Carphone Warehouse hacked. At least 2.4 million customers at risk

News has broken this weekend that the personal data, including bank account details, of some 2.4 million customers of the Carphone Warehouse may have been compromised following a breach that the mobile phone retail giant is calling "a sophisticated cyber-attack." The company also warns that encrypted credit card data of up to 90,000 customers may have been accessed during the breach. Scotland Yard and the Information Commissioner's Office have both been notified, along with a security outfit specialising in forensic examination of such attacks. However, the statement from Carphone Warehouse, released on Saturday, and revealing that the compromised personal details also include names, addresses and dates of birth also reveals that discovery of the attack took place on Wednesday: "On 5 August 2015 we discovered that the IT systems of three of our online UK businesses had been subject to a sophisticated cyber attack." This will no doubt leave many customers whose data has been exposed wondering why it took a further three days for the breach to be disclosed. Customers, it should be said, that extend further than just Carphone Warehouse itself.
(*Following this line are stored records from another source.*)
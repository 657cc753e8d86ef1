extern crate alloc;

use crate as pallet_pro_rata;
use crate::{AllocationMode, DepositParams, DepositParamsOf, SaleConfig, TransactionIdOf};
use core::cell::Cell;
use polkadot_sdk::frame_support::{
  PalletId, construct_runtime, derive_impl,
  traits::{ConstU32, ConstU128, Get, UnixTime, fungibles::Inspect},
};
use polkadot_sdk::frame_system::{self, EnsureRoot};
use polkadot_sdk::sp_runtime::{
  BuildStorage, DispatchResult, FixedU128,
  testing::{H256, TestSignature, UintAuthorityId},
  traits::{BlakeTwo256, IdentityLookup},
};

type Block = frame_system::mocking::MockBlock<Test>;

pub const OWNER: u64 = 1;
pub const VERIFIER: u64 = 100;
pub const COLD_WALLET: u64 = 200;
pub const ALICE: u64 = 10;
pub const BOB: u64 = 11;
pub const CHARLIE: u64 = 12;
pub const DAVE: u64 = 13;
/// Funded depositors: ALICE..=LAST_DEPOSITOR
pub const LAST_DEPOSITOR: u64 = 16;

pub const BASE: u32 = 1;
pub const BOOST: u32 = 2;
/// Assets whose minimum balance exceeds small refunds
pub const FRAGILE_BASE: u32 = 4;
pub const FRAGILE_BOOST: u32 = 5;
pub const FRAGILE_MIN_BALANCE: u128 = 10;
pub const INITIAL_BALANCE: u128 = 1_000;

pub const GENESIS_TIME: u64 = 500;
pub const START_DATE: u64 = 1_000;
pub const CLOSE_DATE: u64 = 2_000;

construct_runtime!(
  pub struct Test {
    System: frame_system,
    Balances: polkadot_sdk::pallet_balances,
    Assets: polkadot_sdk::pallet_assets,
    ProRata: pallet_pro_rata,
  }
);

#[derive_impl(frame_system::config_preludes::TestDefaultConfig)]
impl frame_system::Config for Test {
  type Block = Block;
  type AccountId = u64;
  type Lookup = IdentityLookup<Self::AccountId>;
  type Hash = H256;
  type Hashing = BlakeTwo256;
  type AccountData = polkadot_sdk::pallet_balances::AccountData<u128>;
}

impl polkadot_sdk::pallet_balances::Config for Test {
  type MaxLocks = ();
  type MaxReserves = ();
  type ReserveIdentifier = [u8; 8];
  type Balance = u128;
  type DustRemoval = ();
  type RuntimeEvent = RuntimeEvent;
  type ExistentialDeposit = ConstU128<1>;
  type AccountStore = System;
  type WeightInfo = ();
  type FreezeIdentifier = ();
  type MaxFreezes = ();
  type RuntimeHoldReason = ();
  type RuntimeFreezeReason = ();
  type DoneSlashHandler = ();
}

impl polkadot_sdk::pallet_assets::Config for Test {
  type RuntimeEvent = RuntimeEvent;
  type Balance = u128;
  type AssetId = u32;
  type AssetIdParameter = u32;
  type Currency = Balances;
  type CreateOrigin = polkadot_sdk::frame_support::traits::AsEnsureOriginWithArg<
    frame_system::EnsureSigned<Self::AccountId>,
  >;
  type ForceOrigin = frame_system::EnsureRoot<Self::AccountId>;
  type AssetDeposit = ConstU128<1>;
  type AssetAccountDeposit = ConstU128<1>;
  type MetadataDepositBase = ConstU128<1>;
  type MetadataDepositPerByte = ConstU128<1>;
  type ApprovalDeposit = ConstU128<1>;
  type StringLimit = ConstU32<50>;
  type Freezer = ();
  type Extra = ();
  type ReserveData = ();
  type CallbackHandle = ();
  type WeightInfo = ();
  type RemoveItemsLimit = ConstU32<5>;
  type Holder = ();
  #[cfg(feature = "runtime-benchmarks")]
  type BenchmarkHelper = AssetBenchmarkHelper;
}

#[cfg(feature = "runtime-benchmarks")]
pub struct AssetBenchmarkHelper;

#[cfg(feature = "runtime-benchmarks")]
impl polkadot_sdk::pallet_assets::BenchmarkHelper<u32, ()> for AssetBenchmarkHelper {
  fn create_asset_id_parameter(id: u32) -> u32 {
    id
  }
  fn create_reserve_id_parameter(_id: u32) -> () {
    ()
  }
}

thread_local! {
  static NOW: Cell<u64> = const { Cell::new(GENESIS_TIME) };
  static NEXT_TRANSACTION: Cell<u32> = const { Cell::new(0) };
}

/// Wall clock driven by the tests
pub struct MockTime;
impl UnixTime for MockTime {
  fn now() -> core::time::Duration {
    core::time::Duration::from_secs(NOW.with(|now| now.get()))
  }
}

pub fn set_now(secs: u64) {
  NOW.with(|now| now.set(secs));
}

pub struct ProRataPalletId;
impl Get<PalletId> for ProRataPalletId {
  fn get() -> PalletId {
    PalletId(*b"py/prrta")
  }
}

impl pallet_pro_rata::Config for Test {
  type Assets = Assets;
  type UnixTime = MockTime;
  type OffchainSignature = TestSignature;
  type OffchainPublic = UintAuthorityId;
  type AdminOrigin = EnsureRoot<u64>;
  type PalletId = ProRataPalletId;
  type MaxAccounts = ConstU32<5>;
  type MaxTransactionIdLen = ConstU32<32>;
  type WeightInfo = ();
  #[cfg(feature = "runtime-benchmarks")]
  type BenchmarkHelper = ProRataBenchmarkHelper;
}

#[cfg(feature = "runtime-benchmarks")]
pub struct ProRataBenchmarkHelper;

#[cfg(feature = "runtime-benchmarks")]
impl pallet_pro_rata::BenchmarkHelper<u64, TestSignature> for ProRataBenchmarkHelper {
  fn setup_assets() -> (u32, u32) {
    (BASE, BOOST)
  }
  fn fund(asset: u32, who: &u64, amount: u128) {
    use polkadot_sdk::frame_support::traits::fungibles::Mutate;
    let _ = <Assets as Mutate<u64>>::mint_into(asset, who, amount);
  }
  fn set_time(now: u64) {
    set_now(now);
  }
  fn verifier() -> u64 {
    VERIFIER
  }
  fn sign(message: &[u8]) -> TestSignature {
    TestSignature(VERIFIER, message.to_vec())
  }
}

/// Goal 100, boost enabled, no effective balance limit
pub fn sale_config() -> SaleConfig<u64> {
  SaleConfig {
    deposit_verifier: VERIFIER,
    cold_wallet: COLD_WALLET,
    base_asset: BASE,
    boost_asset: Some(BOOST),
    base_goal: 100,
    balance_limit: 1_000_000,
    start_date: START_DATE,
    close_date: CLOSE_DATE,
    external_refund: false,
    allocation: AllocationMode::GoalPriority,
  }
}

pub fn initialize(config: SaleConfig<u64>) -> DispatchResult {
  ProRata::initialize(RuntimeOrigin::root(), OWNER, config)
}

/// Initializes `config` and moves the clock into the deposit window
pub fn open_sale(config: SaleConfig<u64>) {
  initialize(config).unwrap();
  set_now(START_DATE);
}

pub fn close_sale() {
  set_now(CLOSE_DATE);
}

pub fn transaction_id(raw: &[u8]) -> TransactionIdOf<Test> {
  TransactionIdOf::<Test>::try_from(raw.to_vec()).unwrap()
}

fn next_transaction_id() -> TransactionIdOf<Test> {
  let n = NEXT_TRANSACTION.with(|next| {
    let n = next.get();
    next.set(n + 1);
    n
  });
  transaction_id(alloc::format!("tx-{n}").as_bytes())
}

/// Authorization for `who` with the current nonce and a fresh transaction id
pub fn deposit_params(who: u64, base_amount: u128, boost: bool, rate: u32) -> DepositParamsOf<Test> {
  DepositParams {
    base_amount,
    boost,
    boost_exchange_rate: FixedU128::from_u32(rate),
    nonce: ProRata::get_account_deposit_nonce(&who),
    transaction_id: next_transaction_id(),
    timestamp_limit: CLOSE_DATE,
  }
}

pub fn sign(who: u64, params: &DepositParamsOf<Test>) -> TestSignature {
  TestSignature(VERIFIER, ProRata::deposit_message(&who, params))
}

pub fn submit(who: u64, params: DepositParamsOf<Test>) -> DispatchResult {
  let signature = sign(who, &params);
  ProRata::deposit(RuntimeOrigin::signed(who), params, signature)
}

pub fn deposit(who: u64, base_amount: u128) -> DispatchResult {
  submit(who, deposit_params(who, base_amount, false, 0))
}

pub fn deposit_boosted(who: u64, base_amount: u128, rate: u32) -> DispatchResult {
  submit(who, deposit_params(who, base_amount, true, rate))
}

pub fn balance_of(asset: u32, who: u64) -> u128 {
  <Assets as Inspect<u64>>::balance(asset, &who)
}

pub fn new_test_ext() -> polkadot_sdk::sp_io::TestExternalities {
  set_now(GENESIS_TIME);

  let mut t = frame_system::GenesisConfig::<Test>::default()
    .build_storage()
    .unwrap();

  polkadot_sdk::pallet_assets::GenesisConfig::<Test> {
    assets: alloc::vec![
      (BASE, OWNER, true, 1),
      (BOOST, OWNER, true, 1),
      (3, OWNER, true, 1),
      (FRAGILE_BASE, OWNER, true, FRAGILE_MIN_BALANCE),
      (FRAGILE_BOOST, OWNER, true, FRAGILE_MIN_BALANCE),
    ],
    metadata: alloc::vec![
      (BASE, b"Base".to_vec(), b"BASE".to_vec(), 18),
      (BOOST, b"Boost".to_vec(), b"BST".to_vec(), 18),
      (FRAGILE_BASE, b"Fragile Base".to_vec(), b"FBASE".to_vec(), 18),
      (FRAGILE_BOOST, b"Fragile Boost".to_vec(), b"FBST".to_vec(), 18),
    ],
    accounts: (ALICE..=LAST_DEPOSITOR)
      .map(|who| (BASE, who, INITIAL_BALANCE))
      .chain([(FRAGILE_BASE, ALICE, 100), (FRAGILE_BASE, BOB, 150)])
      .collect(),
    reserves: alloc::vec![],
    next_asset_id: None,
  }
  .assimilate_storage(&mut t)
  .unwrap();

  pallet_pro_rata::GenesisConfig::<Test>::default()
    .assimilate_storage(&mut t)
    .unwrap();

  let mut ext: polkadot_sdk::sp_io::TestExternalities = t.into();
  ext.execute_with(|| System::set_block_number(1));
  ext
}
The official disclosure statement continues: "The three websites affected are, and These websites also provide a number of services related to mobile phone contracts to iD mobile, TalkTalk mobile, Talk mobile and Carphone Warehouse." Now, bear in mind that this means a further 480,000 TalkTalk Mobile customers could be impacted and I expect reports of the total number of potential victims here to rise in the coming days and weeks.